# Molds and other equipment



## cricket (Dec 15, 2004)

What molds are you using? Did you make your own or did you buy them? If you made them, how did you make them? I love making soap and I have people that want it but molds are a problem. I was using a 9x13 cake pan but I'm not getting "pretty" bars out. 

Also, what are ya'll using to cut the bars? Weigh them? Etc....


----------



## Hovey Hollow (Apr 25, 2005)

I'm in love with my Misty Creek 16 bar slab mold. It came with a cutter. It has to be lined, which can be a bit of a pain, but not too bad. One of these days I'd like to get a log mold too, for layered soaps.


----------



## MELOC (Sep 26, 2005)

i built a simple wooden box as a log mold. i have to line it with freezer papper, which is indeed a pain. it works well though. when i get caught up on the summertime chores, i plan to make a mold either with removable sides using threaded stock and wing nuts, or i will experiment with plexiglass to make inserts for a typical log mold. i am not sure of the lye will react to the plexiglass and discolor the soap, but i will find out, lol.

to cut the logs, i made a wooden device with a movable stop and a slot for a drywall/spackle knife. 

check out the pics...

*soap cutter*


----------



## halfpint (Jan 24, 2005)

I made a simple log mold that I line with parchment paper.
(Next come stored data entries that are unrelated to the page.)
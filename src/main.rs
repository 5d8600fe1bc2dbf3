//! # Main — CLI Entry Point
//!
//! Routes CLI subcommands to the portal server and maintenance operations.
//! Handles shared concerns: structured logging setup, environment loading,
//! and the database connection.
//!
//! ## Subcommands
//!
//! - `portal` — run the member-facing web server.
//! - `recompute` — rebuild derived state (points, direction progress, totem
//!   grants) from the ledger for one participant or all of them.
//! - `stream` — list cohorts, create one, or swap the current pointer.
//! - `grant` — admin totem grant (idempotent escape hatch).
//!
//! ## Global Options
//!
//! - `--database-url` / `DATABASE_URL`: PostgreSQL connection (Supabase).

mod cli;

use anyhow::Result;
use clap::{Parser, Subcommand};

#[derive(Parser)]
#[command(name = "kemp", about = "КЭМП intensive backend — ledger, aggregation, totems, portal")]
struct Cli {
    /// PostgreSQL connection URL (or set DATABASE_URL env var)
    #[arg(long, env = "DATABASE_URL")]
    database_url: Option<String>,

    #[command(subcommand)]
    command: Commands,
}

#[derive(Subcommand)]
enum Commands {
    /// Run the member portal web server
    Portal {
        /// HTTP listen port
        #[arg(long, default_value_t = 7300)]
        port: u16,
    },
    /// Rebuild derived state from the activity ledger
    Recompute {
        /// Participant to recompute (mutually exclusive with --all)
        #[arg(long, conflicts_with = "all")]
        participant: Option<uuid::Uuid>,
        /// Recompute every participant
        #[arg(long)]
        all: bool,
    },
    /// Manage program streams (cohorts)
    Stream {
        #[command(subcommand)]
        action: StreamAction,
    },
    /// Grant a totem directly (admin escape hatch, idempotent)
    Grant {
        /// Participant id
        #[arg(long)]
        participant: uuid::Uuid,
        /// Totem type code (e.g. snake, blade)
        #[arg(long)]
        totem: String,
    },
}

#[derive(Subcommand)]
enum StreamAction {
    /// List all streams
    List,
    /// Create a stream (not current until explicitly set)
    Create {
        #[arg(long)]
        name: String,
        #[arg(long)]
        starts_on: chrono::NaiveDate,
        #[arg(long)]
        ends_on: chrono::NaiveDate,
    },
    /// Mark a stream as the single current one
    SetCurrent {
        /// Stream id
        id: uuid::Uuid,
    },
}

fn main() -> Result<()> {
    let _ = dotenvy::dotenv();

    // Initialize structured logging: LOG_FORMAT=json for K8s, human-readable otherwise
    let log_format = std::env::var("LOG_FORMAT").unwrap_or_default();
    if log_format == "json" {
        tracing_subscriber::fmt().json().with_target(false).init();
    } else {
        tracing_subscriber::fmt()
            .with_writer(std::io::stderr)
            .with_target(false)
            .init();
    }

    let cli = Cli::parse();

    match &cli.command {
        Commands::Portal { port } => cli::run_portal(&cli, *port),
        Commands::Recompute { participant, all } => cli::run_recompute(&cli, *participant, *all),
        Commands::Stream { action } => cli::run_stream(&cli, action),
        Commands::Grant { participant, totem } => cli::run_grant(&cli, *participant, totem),
    }
}
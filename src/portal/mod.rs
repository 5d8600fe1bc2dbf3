//! # Portal — Member-Facing Web Server
//!
//! Runs an Axum HTTP server that exposes the REST API the landing page and
//! member portal consume: leaderboard, participant progress, activity
//! logging, totem and stream management, plus health probes, Prometheus
//! metrics, and a WebSocket for live leaderboard/notification pushes.
//!
//! Handlers contain no business logic: writes validate through the ledger
//! module, then hand off to the recompute pipeline; reads serve the
//! evaluator's output as pure display data.

mod routes_activities;
mod routes_health;
mod routes_participants;
mod routes_streams;
mod routes_totems;
mod websocket;

use crate::{db, events, prom_metrics, recompute};
use anyhow::Result;
use axum::extract::Request;
use axum::http::StatusCode;
use axum::middleware::Next;
use axum::routing::{get, post, put};
use axum::Router;
use std::sync::Arc;
use std::time::Duration;
use tower_http::catch_panic::CatchPanicLayer;
use tower_http::cors::{Any, CorsLayer};
use tower_http::limit::RequestBodyLimitLayer;
use tower_http::timeout::TimeoutLayer;
use tower_http::trace::TraceLayer;
use tracing::{info, warn, Instrument};

pub struct AppState {
    pub db: db::Database,
    pub event_bus: events::EventBus,
    pub prom_metrics: prom_metrics::Metrics,
    pub hostname: String,
}

impl AppState {
    pub fn with_db(db: db::Database) -> Arc<Self> {
        Arc::new(AppState {
            db,
            event_bus: events::EventBus::new(),
            prom_metrics: prom_metrics::Metrics::new(),
            hostname: gethostname(),
        })
    }
}

pub(super) fn gethostname() -> String {
    std::env::var("HOSTNAME")
        .or_else(|_| std::env::var("HOST"))
        .or_else(|_| sysinfo::System::host_name().ok_or(std::env::VarError::NotPresent))
        .unwrap_or_else(|_| "unknown".to_string())
}

async fn metrics_middleware(
    axum::extract::State(state): axum::extract::State<Arc<AppState>>,
    req: Request,
    next: Next,
) -> axum::response::Response {
    let request_id = req
        .headers()
        .get("x-request-id")
        .and_then(|v| v.to_str().ok())
        .map(|s| s.to_string())
        .unwrap_or_else(|| uuid::Uuid::new_v4().to_string());
    let method = req.method().to_string();
    let raw_path = req.uri().path().to_string();
    let norm_path = normalize_path(&raw_path);
    let start = std::time::Instant::now();

    let span = tracing::info_span!(
        "request",
        request_id = %request_id,
        method = %method,
        path = %raw_path,
    );
    let response = next.run(req).instrument(span).await;

    let duration = start.elapsed().as_secs_f64();
    state
        .prom_metrics
        .http_request_duration
        .get_or_create(&prom_metrics::HttpLabel {
            method,
            path: norm_path,
        })
        .observe(duration);

    let mut response = response;
    response
        .headers_mut()
        .insert("x-request-id", request_id.parse().unwrap());
    response
}

/// Normalize URL path to collapse high-cardinality segments (UUIDs, numeric
/// IDs) into placeholders, preventing histogram label explosion.
fn normalize_path(path: &str) -> String {
    path.split('/')
        .map(|seg| {
            if seg.is_empty() {
                seg.to_string()
            } else if seg.chars().all(|c| c.is_ascii_digit()) {
                ":id".to_string()
            } else if seg.len() == 36 && seg.chars().filter(|c| *c == '-').count() == 4 {
                ":uuid".to_string()
            } else {
                seg.to_string()
            }
        })
        .collect::<Vec<_>>()
        .join("/")
}

pub fn build_router(state: Arc<AppState>) -> Router {
    Router::new()
        .route("/ws", get(websocket::handler_ws))
        .route(
            "/api/leaderboard",
            get(routes_participants::handler_api_leaderboard),
        )
        .route(
            "/api/participants",
            get(routes_participants::handler_api_participants_list)
                .post(routes_participants::handler_api_participants_register),
        )
        .route(
            "/api/participants/{id}",
            get(routes_participants::handler_api_participant_get)
                .delete(routes_participants::handler_api_participant_delete),
        )
        .route(
            "/api/participants/{id}/progress",
            get(routes_participants::handler_api_participant_progress),
        )
        .route(
            "/api/participants/{id}/activities",
            get(routes_activities::handler_api_activities_list),
        )
        .route(
            "/api/participants/{id}/badges",
            get(routes_totems::handler_api_badges_list)
                .post(routes_totems::handler_api_badge_grant),
        )
        .route(
            "/api/activities",
            post(routes_activities::handler_api_activity_create),
        )
        .route(
            "/api/activities/{id}",
            put(routes_activities::handler_api_activity_update)
                .delete(routes_activities::handler_api_activity_delete),
        )
        .route("/api/totems", get(routes_totems::handler_api_totems_list))
        .route(
            "/api/totems/grant",
            post(routes_totems::handler_api_totem_grant),
        )
        .route(
            "/api/directions",
            get(routes_participants::handler_api_directions_list),
        )
        .route(
            "/api/streams",
            get(routes_streams::handler_api_streams_list)
                .post(routes_streams::handler_api_streams_create),
        )
        .route(
            "/api/streams/{id}/set-current",
            post(routes_streams::handler_api_stream_set_current),
        )
        .route(
            "/api/notifications",
            get(routes_health::handler_api_notifications),
        )
        .route("/healthz", get(routes_health::handler_healthz))
        .route("/readyz", get(routes_health::handler_readyz))
        .route("/metrics", get(routes_health::handler_metrics))
        .layer(
            CorsLayer::new()
                .allow_origin(Any)
                .allow_methods(Any)
                .allow_headers(Any),
        )
        .layer(CatchPanicLayer::new())
        .layer(axum::middleware::from_fn_with_state(
            state.clone(),
            metrics_middleware,
        ))
        .layer(TraceLayer::new_for_http())
        .layer(RequestBodyLimitLayer::new(1024 * 1024))
        .layer(TimeoutLayer::with_status_code(
            StatusCode::REQUEST_TIMEOUT,
            Duration::from_secs(30),
        ))
        .with_state(state)
}

pub async fn run(port: u16, database_url: &str) -> Result<()> {
    let database = db::Database::connect(database_url).await?;
    let (ws_tx, _) = tokio::sync::broadcast::channel::<String>(256);
    let state = AppState::with_db(database);
    state.event_bus.set_ws_sender(ws_tx.clone());
    let app = build_router(state.clone());

    // Background task: refresh gauges and reconcile derived state drift
    let gauge_state = Arc::clone(&state);
    tokio::spawn(async move {
        let mut interval = tokio::time::interval(Duration::from_secs(30));
        let mut last_sweep = std::time::Instant::now();
        loop {
            interval.tick().await;
            match gauge_state.db.count_current_stream_participants().await {
                Ok(n) => gauge_state.prom_metrics.participants_registered.set(n),
                Err(e) => {
                    warn!(error = %e, "failed to refresh participant gauge");
                    continue;
                }
            };
            // Hourly safety-net sweep: cached totals must always agree with a
            // full recompute from the ledger.
            if last_sweep.elapsed() >= Duration::from_secs(3600) {
                last_sweep = std::time::Instant::now();
                match recompute::recompute_all(
                    &gauge_state.db,
                    Some(&gauge_state.event_bus),
                    Some(&gauge_state.prom_metrics),
                )
                .await
                {
                    Ok(n) => info!(participants = n, "hourly recompute sweep complete"),
                    Err(e) => warn!(error = %e, "hourly recompute sweep failed"),
                }
            }
        }
    });

    let addr = std::net::SocketAddr::from(([0, 0, 0, 0], port));
    info!(port, hostname = %state.hostname, "portal running");
    let listener = tokio::net::TcpListener::bind(addr).await?;
    axum::serve(listener, app)
        .with_graceful_shutdown(shutdown_signal())
        .await?;
    info!("portal shut down gracefully");
    Ok(())
}

async fn shutdown_signal() {
    let ctrl_c = tokio::signal::ctrl_c();
    #[cfg(unix)]
    {
        let mut sigterm = tokio::signal::unix::signal(tokio::signal::unix::SignalKind::terminate())
            .expect("failed to install SIGTERM handler");
        tokio::select! { _ = ctrl_c => info!("received SIGINT, shutting down"), _ = sigterm.recv() => info!("received SIGTERM, shutting down") }
    }
    #[cfg(not(unix))]
    {
        ctrl_c.await.ok();
        info!("received SIGINT, shutting down");
    }
}

#[cfg(test)]
mod tests {
    use super::*;

    #[test]
    fn normalize_path_preserves_api_routes() {
        assert_eq!(normalize_path("/api/leaderboard"), "/api/leaderboard");
        assert_eq!(normalize_path("/healthz"), "/healthz");
    }

    #[test]
    fn normalize_path_collapses_numeric_ids() {
        assert_eq!(normalize_path("/api/activities/42"), "/api/activities/:id");
    }

    #[test]
    fn normalize_path_collapses_uuids() {
        assert_eq!(
            normalize_path("/api/participants/2f1b4f6e-9a1d-4c3e-8f7a-1b2c3d4e5f6a/progress"),
            "/api/participants/:uuid/progress"
        );
    }
}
I cut mine with a kitchen bread scraper and a miter box that I purchased on sale from a hardware store. 
Dawn


----------



## MullersLaneFarm (Jul 23, 2004)

I started out with molds I made from the chestnutfarm.com website.

I've used various items in the past.

I currently have a couple of Rita Richards' slab molds 
http://www.kelseiscreations.com/page3.html

and a Quad vertical column mold from http://www.forcraftssake.com/


----------



## Willowdale (Mar 19, 2007)

I bought some lengths of the u-channel that vinyl siding and windows guys put around a 2x4 to frame around windows. Actually the guy gave it to me for free because he'd never heard of anyone making soap before.

A friend cut me some blocks of 2x4 to be moveable stoppers, so I can pour as much as I want. I line it with parchment paper.

The depth of the channel is only about an inch and a half, so I just cut the bars three inches wide to make a nice 3x4x1" bar.


----------



## okgoatgal2 (May 28, 2002)

i use some i bought at hobby lobby (on sale)
i also use loaf pans
plastic shoe boxes
plastic frozen juice containers (old orchard brand)
i just cut w/a knife, but i'm not looking to sell.


----------



## DivinityGardens (Jul 18, 2007)

I use a box that some of my canning jars came in and line it with freezer paper. This makes for a nice slab mold. I finally learned how to line it with minimal creases in the paper which of course end up in the soap.  My bars are cut using a scraper tool that you scrape a large stove grill with.


----------



## kesoaps (Dec 18, 2004)

My dad made me a long, wooden mold with drop down sides. He also lined it with laminate so that the soap was nice and smooth; no freezer paper wrinkles. Only problem with that is the soap gets pretty hot and the glue softened, allow the laminate pieces to come out. Which...turned out to be a blessing, as I could then take them out for cleaning!


----------



## swamp_deb (Jan 9, 2004)

I have a few Kelsei molds like the one's that Cyndi posted the link and a couple small log molds from Upland http://www.uplandsoapfactory.com/store/home.php

I use a cutter that my fil made for me for the log molds.


----------